Review: Sexy Fish
Sexy Fish. Sexy Fish. Sexy Fish. Wherever you put the emphasis on Richard Caring’s new Mayfair restaurant it sounds terrible. I suspect this might be the point: it’s wilfully crass, intentionally boorish, purposefully provocative. It’s flippant but memorable, the restaurant equivalent of the GoCompare advert, and it makes for snappy newspaper headlines.
Everything inside, too, is designed to fill newspaper columns. Damien Hirst has created some sexy fish especially for Sexy Fish in the form of a rather revolting bronze relief of a mermaid swimming with a shark. There are more bronze mermaids (also Hirst) on either side of the bar and a water-wall and a 13ft mirrored crocodile designed by Frank Gehry and a coral mural on the ceiling and OH MY GOD THIS IS SO BLING. It’s like taking ketamine in an oligarch’s man-cave.
The doormen are dressed in flat caps and camel jackets like well-to-do 19th century street urchins, while the waiters wear rakish, Tom Ford-esque dinner jackets in varying hues and geometric designs. While Caring’s recently redesigned Ivy has mellowed into a grande old dame of the culinary world, Sexy Fish seems intent on winning back the young slebs from Chiltern Firehouse. Rita Ora did an underwater photo-shoot to promote the opening, which she then sang at; art and fashion VIPs received strictly limited edition Sexy Fish keyrings; Moss eats there, obvs.

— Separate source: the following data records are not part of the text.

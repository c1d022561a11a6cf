//! Recycling machine: junk into randomized materials.
//!
//! The draw is seeded from the clock and the machine's tile, so the same
//! world snapshot always recycles the same way.

use crate::catalog::{self, *};
use crate::generic::ObjectMachine;
use automate_core::error::AutomateError;
use automate_core::fixed::Fixed64;
use automate_core::id::{ItemTypeId, LocationId};
use automate_core::item::ItemStack;
use automate_core::machine::{Machine, MachineState};
use automate_core::rng::SimRng;
use automate_core::storage::Storage;
use automate_core::tile::TileArea;
use automate_core::tracked::TrackedStack;
use automate_core::world::WorldClock;
use tracing::trace;

pub const MACHINE_TYPE: &str = "Recycling Machine";

const MINUTES: u32 = 60;

/// Accepted inputs, in the order they are looked for.
pub const INPUTS: [ItemTypeId; 5] = [TRASH, DRIFTWOOD, BROKEN_GLASSES, BROKEN_CD, SOGGY_NEWSPAPER];

fn percent(p: u32) -> Fixed64 {
    Fixed64::from_num(p) / Fixed64::from_num(100)
}

fn some(rng: &mut SimRng, output: ItemTypeId) -> ItemStack {
    ItemStack::new(catalog::item(output), rng.range_inclusive(1, 3))
}

/// What `input` recycles into, or `None` if it isn't junk.
pub fn recycle(input: ItemTypeId, rng: &mut SimRng) -> Option<ItemStack> {
    let output = match input {
        TRASH if rng.chance(percent(49)) => some(rng, STONE),
        TRASH if rng.chance(percent(50)) => some(rng, COAL),
        TRASH => some(rng, IRON_ORE),
        DRIFTWOOD if rng.chance(percent(50)) => some(rng, WOOD),
        DRIFTWOOD => some(rng, COAL),
        BROKEN_GLASSES | BROKEN_CD => ItemStack::new(catalog::item(REFINED_QUARTZ), 1),
        SOGGY_NEWSPAPER if rng.chance(percent(10)) => ItemStack::new(catalog::item(CLOTH), 1),
        SOGGY_NEWSPAPER => ItemStack::new(catalog::item(TORCH), 3),
        _ => return None,
    };
    Some(output)
}

#[derive(Debug)]
pub struct RecyclingMachine {
    object: ObjectMachine,
}

impl RecyclingMachine {
    pub fn new(object: ObjectMachine) -> Self {
        Self { object }
    }

    pub fn object(&self) -> &ObjectMachine {
        &self.object
    }
}

impl Machine for RecyclingMachine {
    fn machine_type(&self) -> &str {
        self.object.machine_type()
    }

    fn location(&self) -> &LocationId {
        self.object.location()
    }

    fn area(&self) -> TileArea {
        self.object.area()
    }

    fn state(&self, _clock: &WorldClock) -> Result<MachineState, AutomateError> {
        self.object.object_state()
    }

    fn output(&mut self) -> Result<Option<TrackedStack>, AutomateError> {
        self.object.ready_output()
    }

    fn on_output_taken(&mut self, _clock: &WorldClock) -> Result<(), AutomateError> {
        self.object.reset()
    }

    fn set_input(&mut self, storage: &Storage, clock: &WorldClock) -> Result<bool, AutomateError> {
        for input in INPUTS {
            let Some(junk) = storage.try_get_ingredient(|item| item.item_type == input, 1)? else {
                continue;
            };
            let mut rng = SimRng::new(clock.seed_for(self.area().origin));
            let Some(output) = recycle(input, &mut rng) else {
                continue;
            };
            let sample = junk.sample().cloned();
            junk.commit()?;
            trace!(
                machine = MACHINE_TYPE,
                tile = %self.area().origin,
                output = %output.item.name,
                quantity = output.quantity,
                "recycling"
            );
            self.object.start(sample, output, MINUTES)?;
            return Ok(true);
        }
        Ok(false)
    }
}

The hype appears to be working: when I arrived – after a wait of a month – a woman in sequinned platform shoes and a daringly small dress (even given the mild November we’ve been having) was arguing with one of the chiselled street urchins about why she wasn’t being allowed in. She just wasn’t, OK?
I, on the other hand, was led into this flamboyant Willy Wonka’s fish restaurant, offered a drink at the semi-aquatic bar before being led into the gloom of the dining room. This is where it gets a bit strange: you start to notice that beneath the veneer of bling it’s actually rather understated. The mermaids make way for toffee-coloured banquettes and art deco light fittings. You might assume that Sexy Fish’s raison d’être would be convincing people to take pictures of their dinner to stick on Instagram, but you’d be wrong. It’s too dark. Any pictures of your dinner – or of, say Nancy Dell’Olio sitting at the next table – will look terrible. You’d be ashamed to put them on Instagram. And even if it were lighter, you probably wouldn’t bother anyway because it’s not that kind of food. It’s surprisingly simple – fresh, clean, unfaffy.
The quasi-Japanese menu has a “concept”, the concept being, as it always is, that there is no concept: dinner will arrive when it arrives, in whatever order it happens to tumble out of the kitchen. If you’re lucky, the sweet stuff will be out last. The unwieldy menu is split into various sections: oysters, small dishes, caviar, tempura, cold dishes, hot dishes, skewers (“don’t forget the skewers,” advised the waiter), market fish, robata (a Japanese charcoal grill) and vegetable dishes. How much should you order? Hard to say. Loads – you’re probably supposed to order loads. This is, after all, a place to flash the cash. A seafood tower for two, for instance, will set you back £110, but it will make Nancy Dell’Olio jealous.
I didn’t order the seafood tower: here’s what I did order, in the order it arrived. Buttery folds of yellowtail sashimi with avocado and a faint kick of jalapeño. Very lightly seared tuna with pickled cucumber. Rock lobster tempura, which wasn’t as delicate as I’d have liked but was beautifully presented in the exoskeleton of its former owner. A magnificent miso-glazed Chilean sea bass with artichoke puree and fried artichoke crisps – substantial and creamy with a lingering, umami aftertaste. Meaty smoked eel “salad” with frozen foie gras, which wasn’t really a salad at all, but contained some chunky, seriously tasty, entirely boneless slices of flesh that you really must try. Two duck heart skewers, which had a total of zero frills but did allow me to subsume the animal’s soul. Two divine maple-glazed pork-belly skewers with a yuzu-ranch dip – an unexpected highlight, substantial enough to qualify as a “small dish” but only costing £4.50, which is a rare bargain.
This turned out, through luck rather than design, to be exactly the right amount of food, although the pacing was a little off, with dishes tending to arrive en masse followed by a long wait. I’d wait a week for the desserts, though. The chocolate fondant was transcendentally good – a squat barrel of chocolate batter that oozed like a lanced boil when pierced with a fork, a sliver of gold-leaf on top surfing onto the plate on a river of molten praline. The tart, precise granny smith and sake sorbet is another minor wonder.
I liked it. I liked all of it. I came close to loving it. This is one of the most surprising restaurants in London: its cooking is elegant, straight-forward and entirely, hopelessly at odds with the room in which its served. You should go and check it out. If you book now you’ll get a table some time around 2025.